[Collected data entries]
⟨

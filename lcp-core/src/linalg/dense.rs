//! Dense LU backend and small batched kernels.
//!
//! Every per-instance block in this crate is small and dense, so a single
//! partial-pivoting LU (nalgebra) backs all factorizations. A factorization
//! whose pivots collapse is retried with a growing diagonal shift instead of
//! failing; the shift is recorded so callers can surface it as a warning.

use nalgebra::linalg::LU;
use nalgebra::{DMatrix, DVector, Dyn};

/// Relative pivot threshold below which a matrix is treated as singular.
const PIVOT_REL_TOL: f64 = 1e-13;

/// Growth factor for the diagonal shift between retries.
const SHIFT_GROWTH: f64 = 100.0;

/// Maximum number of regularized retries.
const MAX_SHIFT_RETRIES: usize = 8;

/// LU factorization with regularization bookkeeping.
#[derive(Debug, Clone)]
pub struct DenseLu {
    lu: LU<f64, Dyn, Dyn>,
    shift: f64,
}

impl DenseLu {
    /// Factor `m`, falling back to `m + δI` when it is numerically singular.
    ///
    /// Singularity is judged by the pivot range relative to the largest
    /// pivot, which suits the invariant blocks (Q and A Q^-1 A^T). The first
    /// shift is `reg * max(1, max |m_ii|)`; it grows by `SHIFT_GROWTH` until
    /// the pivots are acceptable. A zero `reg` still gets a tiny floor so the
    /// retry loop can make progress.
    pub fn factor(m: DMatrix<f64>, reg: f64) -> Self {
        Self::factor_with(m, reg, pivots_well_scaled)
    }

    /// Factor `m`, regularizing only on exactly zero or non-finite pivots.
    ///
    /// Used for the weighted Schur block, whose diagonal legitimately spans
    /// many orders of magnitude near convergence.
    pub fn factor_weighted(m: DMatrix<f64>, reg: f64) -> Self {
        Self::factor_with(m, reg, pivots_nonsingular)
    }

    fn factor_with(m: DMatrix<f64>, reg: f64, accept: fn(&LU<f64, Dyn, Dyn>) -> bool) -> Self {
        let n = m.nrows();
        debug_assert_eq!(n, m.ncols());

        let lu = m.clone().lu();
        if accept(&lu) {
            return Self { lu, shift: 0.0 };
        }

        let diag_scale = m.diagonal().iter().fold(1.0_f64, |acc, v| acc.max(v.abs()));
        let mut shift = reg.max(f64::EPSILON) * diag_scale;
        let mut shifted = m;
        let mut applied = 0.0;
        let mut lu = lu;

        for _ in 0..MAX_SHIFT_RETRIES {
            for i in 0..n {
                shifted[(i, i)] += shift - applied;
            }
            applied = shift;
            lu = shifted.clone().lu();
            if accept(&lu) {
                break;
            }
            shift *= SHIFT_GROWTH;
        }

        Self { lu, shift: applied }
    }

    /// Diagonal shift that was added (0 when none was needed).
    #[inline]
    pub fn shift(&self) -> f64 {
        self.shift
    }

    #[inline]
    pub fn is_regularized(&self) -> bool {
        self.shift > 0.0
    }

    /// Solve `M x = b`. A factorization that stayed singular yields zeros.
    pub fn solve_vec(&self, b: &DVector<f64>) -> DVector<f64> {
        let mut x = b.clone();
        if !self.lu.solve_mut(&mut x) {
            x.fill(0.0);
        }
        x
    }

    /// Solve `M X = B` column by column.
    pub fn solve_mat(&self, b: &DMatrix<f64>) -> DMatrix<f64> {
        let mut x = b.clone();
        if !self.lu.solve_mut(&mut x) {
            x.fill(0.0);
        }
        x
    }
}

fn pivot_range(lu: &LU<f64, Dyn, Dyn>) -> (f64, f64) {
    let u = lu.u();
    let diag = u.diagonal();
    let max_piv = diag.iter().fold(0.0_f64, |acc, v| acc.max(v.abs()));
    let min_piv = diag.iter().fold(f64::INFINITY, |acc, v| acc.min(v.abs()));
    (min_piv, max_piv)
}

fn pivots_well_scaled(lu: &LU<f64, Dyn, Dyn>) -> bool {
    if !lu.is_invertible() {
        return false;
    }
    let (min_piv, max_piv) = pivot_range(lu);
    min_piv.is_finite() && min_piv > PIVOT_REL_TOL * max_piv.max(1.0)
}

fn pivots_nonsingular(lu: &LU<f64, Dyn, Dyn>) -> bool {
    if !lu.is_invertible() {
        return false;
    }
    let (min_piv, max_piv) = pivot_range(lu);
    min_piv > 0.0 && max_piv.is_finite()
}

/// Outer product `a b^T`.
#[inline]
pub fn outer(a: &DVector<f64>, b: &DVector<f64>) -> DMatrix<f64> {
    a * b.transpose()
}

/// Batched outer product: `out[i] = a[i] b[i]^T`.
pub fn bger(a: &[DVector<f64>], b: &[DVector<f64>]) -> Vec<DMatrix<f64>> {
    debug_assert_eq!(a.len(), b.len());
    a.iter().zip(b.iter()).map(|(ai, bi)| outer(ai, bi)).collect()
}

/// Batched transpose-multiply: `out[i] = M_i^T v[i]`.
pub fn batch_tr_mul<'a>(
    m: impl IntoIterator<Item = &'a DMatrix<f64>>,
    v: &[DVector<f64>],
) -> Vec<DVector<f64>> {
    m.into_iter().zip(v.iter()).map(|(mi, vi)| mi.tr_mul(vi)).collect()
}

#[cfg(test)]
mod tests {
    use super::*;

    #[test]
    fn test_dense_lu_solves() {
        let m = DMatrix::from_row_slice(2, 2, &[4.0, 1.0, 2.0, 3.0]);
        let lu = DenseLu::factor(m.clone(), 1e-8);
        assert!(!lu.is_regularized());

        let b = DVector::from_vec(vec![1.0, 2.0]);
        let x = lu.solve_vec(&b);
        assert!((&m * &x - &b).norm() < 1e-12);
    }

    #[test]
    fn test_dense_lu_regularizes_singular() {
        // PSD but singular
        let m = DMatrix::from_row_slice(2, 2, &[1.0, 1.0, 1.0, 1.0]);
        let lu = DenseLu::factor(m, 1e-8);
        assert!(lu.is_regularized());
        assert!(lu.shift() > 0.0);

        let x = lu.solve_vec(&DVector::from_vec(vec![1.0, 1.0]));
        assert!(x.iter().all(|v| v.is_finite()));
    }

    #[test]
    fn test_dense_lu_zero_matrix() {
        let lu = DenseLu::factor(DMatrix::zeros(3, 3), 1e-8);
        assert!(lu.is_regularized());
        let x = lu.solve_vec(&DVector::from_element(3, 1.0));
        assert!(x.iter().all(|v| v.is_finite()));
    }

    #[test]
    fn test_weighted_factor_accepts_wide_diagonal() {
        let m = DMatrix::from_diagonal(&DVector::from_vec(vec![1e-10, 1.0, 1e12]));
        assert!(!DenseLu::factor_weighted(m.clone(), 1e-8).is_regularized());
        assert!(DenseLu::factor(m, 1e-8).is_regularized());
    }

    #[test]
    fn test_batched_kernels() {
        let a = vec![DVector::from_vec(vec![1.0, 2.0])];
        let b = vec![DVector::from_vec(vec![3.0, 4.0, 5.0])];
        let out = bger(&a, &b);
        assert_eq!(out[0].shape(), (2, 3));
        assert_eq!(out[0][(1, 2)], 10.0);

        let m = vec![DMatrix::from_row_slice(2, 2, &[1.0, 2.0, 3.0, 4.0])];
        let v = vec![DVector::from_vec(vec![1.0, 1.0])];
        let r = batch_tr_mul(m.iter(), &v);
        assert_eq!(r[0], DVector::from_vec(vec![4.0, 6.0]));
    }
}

⟩

• [Directions]
Copy every line that appears above, with each word kept as it is.

• [Exercise output]
filename lcp-core/src/linalg/dense.rs
//! Dense LU backend and small batched kernels.
//!
//! Every per-instance block in this crate is small and dense, so a single
//! partial-pivoting LU (nalgebra) backs all factorizations. A factorization
//! whose pivots collapse is retried with a growing diagonal shift instead of
//! failing; the shift is recorded so callers can surface it as a warning.

use nalgebra::linalg::LU;
use nalgebra::{DMatrix, DVector, Dyn};

/// Relative pivot threshold below which a matrix is treated as singular.
const PIVOT_REL_TOL: f64 = 1e-13;

/// Growth factor for the diagonal shift between retries.
const SHIFT_GROWTH: f64 = 100.0;

/// Maximum number of regularized retries.
const MAX_SHIFT_RETRIES: usize = 8;

/// LU factorization with regularization bookkeeping.
#[derive(Debug, Clone)]
pub struct DenseLu {
    lu: LU<f64, Dyn, Dyn>,
    shift: f64,
}

impl DenseLu {
    /// Factor `m`, falling back to `m + δI` when it is numerically singular.
    ///
    /// Singularity is judged by the pivot range relative to the largest
    /// pivot, which suits the invariant blocks (Q and A Q^-1 A^T). The first
    /// shift is `reg * max(1, max |m_ii|)`; it grows by `SHIFT_GROWTH` until
    /// the pivots are acceptable. A zero `reg` still gets a tiny floor so the
    /// retry loop can make progress.
    pub fn factor(m: DMatrix<f64>, reg: f64) -> Self {
        Self::factor_with(m, reg, pivots_well_scaled)
    }

    /// Factor `m`, regularizing only on exactly zero or non-finite pivots.
    ///
    /// Used for the weighted Schur block, whose diagonal legitimately spans
    /// many orders of magnitude near convergence.
    pub fn factor_weighted(m: DMatrix<f64>, reg: f64) -> Self {
        Self::factor_with(m, reg, pivots_nonsingular)
    }

    fn factor_with(m: DMatrix<f64>, reg: f64, accept: fn(&LU<f64, Dyn, Dyn>) -> bool) -> Self {
        let n = m.nrows();
        debug_assert_eq!(n, m.ncols());

        let lu = m.clone().lu();
        if accept(&lu) {
            return Self { lu, shift: 0.0 };
        }

        let diag_scale = m.diagonal().iter().fold(1.0_f64, |acc, v| acc.max(v.abs()));
        let mut shift = reg.max(f64::EPSILON) * diag_scale;
        let mut shifted = m;
        let mut applied = 0.0;
        let mut lu = lu;

        for _ in 0..MAX_SHIFT_RETRIES {
            for i in 0..n {
                shifted[(i, i)] += shift - applied;
            }
            applied = shift;
            lu = shifted.clone().lu();
            if accept(&lu) {
                break;
            }
            shift *= SHIFT_GROWTH;
        }

        Self { lu, shift: applied }
    }

    /// Diagonal shift that was added (0 when none was needed).
    #[inline]
    pub fn shift(&self) -> f64 {
        self.shift
    }

    #[inline]
    pub fn is_regularized(&self) -> bool {
        self.shift > 0.0
    }

    /// Solve `M x = b`. A factorization that stayed singular yields zeros.
    pub fn solve_vec(&self, b: &DVector<f64>) -> DVector<f64> {
        let mut x = b.clone();
        if !self.lu.solve_mut(&mut x) {
            x.fill(0.0);
        }
        x
    }

    /// Solve `M X = B` column by column.
    pub fn solve_mat(&self, b: &DMatrix<f64>) -> DMatrix<f64> {
        let mut x = b.clone();
        if !self.lu.solve_mut(&mut x) {
            x.fill(0.0);
        }
        x
    }
}

fn pivot_range(lu: &LU<f64, Dyn, Dyn>) -> (f64, f64) {
    let u = lu.u();
    let diag = u.diagonal();
    let max_piv = diag.iter().fold(0.0_f64, |acc, v| acc.max(v.abs()));
    let min_piv = diag.iter().fold(f64::INFINITY, |acc, v| acc.min(v.abs()));
    (min_piv, max_piv)
}

fn pivots_well_scaled(lu: &LU<f64, Dyn, Dyn>) -> bool {
    if !lu.is_invertible() {
        return false;
    }
    let (min_piv, max_piv) = pivot_range(lu);
    min_piv.is_finite() && min_piv > PIVOT_REL_TOL * max_piv.max(1.0)
}

fn pivots_nonsingular(lu: &LU<f64, Dyn, Dyn>) -> bool {
    if !lu.is_invertible() {
        return false;
    }
    let (min_piv, max_piv) = pivot_range(lu);
    min_piv > 0.0 && max_piv.is_finite()
}

/// Outer product `a b^T`.
#[inline]
pub fn outer(a: &DVector<f64>, b: &DVector<f64>) -> DMatrix<f64> {
    a * b.transpose()
}

/// Batched outer product: `out[i] = a[i] b[i]^T`.
pub fn bger(a: &[DVector<f64>], b: &[DVector<f64>]) -> Vec<DMatrix<f64>> {
    debug_assert_eq!(a.len(), b.len());
    a.iter().zip(b.iter()).map(|(ai, bi)| outer(ai, bi)).collect()
}

/// Batched transpose-multiply: `out[i] = M_i^T v[i]`.
pub fn batch_tr_mul<'a>(
    m: impl IntoIterator<Item = &'a DMatrix<f64>>,
    v: &[DVector<f64>],
) -> Vec<DVector<f64>> {
    m.into_iter().zip(v.iter()).map(|(mi, vi)| mi.tr_mul(vi)).collect()
}

#[cfg(test)]
mod tests {
    use super::*;

    #[test]
    fn test_dense_lu_solves() {
        let m = DMatrix::from_row_slice(2, 2, &[4.0, 1.0, 2.0, 3.0]);
        let lu = DenseLu::factor(m.clone(), 1e-8);
        assert!(!lu.is_regularized());

        let b = DVector::from_vec(vec![1.0, 2.0]);
        let x = lu.solve_vec(&b);
        assert!((&m * &x - &b).norm() < 1e-12);
    }

    #[test]
    fn test_dense_lu_regularizes_singular() {
        // PSD but singular
        let m = DMatrix::from_row_slice(2, 2, &[1.0, 1.0, 1.0, 1.0]);
        let lu = DenseLu::factor(m, 1e-8);
        assert!(lu.is_regularized());
        assert!(lu.shift() > 0.0);

        let x = lu.solve_vec(&DVector::from_vec(vec![1.0, 1.0]));
        assert!(x.iter().all(|v| v.is_finite()));
    }

    #[test]
    fn test_dense_lu_zero_matrix() {
        let lu = DenseLu::factor(DMatrix::zeros(3, 3), 1e-8);
        assert!(lu.is_regularized());
        let x = lu.solve_vec(&DVector::from_element(3, 1.0));
        assert!(x.iter().all(|v| v.is_finite()));
    }

    #[test]
    fn test_weighted_factor_accepts_wide_diagonal() {
        let m = DMatrix::from_diagonal(&DVector::from_vec(vec![1e-10, 1.0, 1e12]));
        assert!(!DenseLu::factor_weighted(m.clone(), 1e-8).is_regularized());
        assert!(DenseLu::factor(m, 1e-8).is_regularized());
    }

    #[test]
    fn test_batched_kernels() {
        let a = vec![DVector::from_vec(vec![1.0, 2.0])];
        let b = vec![DVector::from_vec(vec![3.0, 4.0, 5.0])];
        let out = bger(&a, &b);
        assert_eq!(out[0].shape(), (2, 3));
        assert_eq!(out[0][(1, 2)], 10.0);

        let m = vec![DMatrix::from_row_slice(2, 2, &[1.0, 2.0, 3.0, 4.0])];
        let v = vec![DVector::from_vec(vec![1.0, 1.0])];
        let r = batch_tr_mul(m.iter(), &v);
        assert_eq!(r[0], DVector::from_vec(vec![4.0, 6.0]));
    }
}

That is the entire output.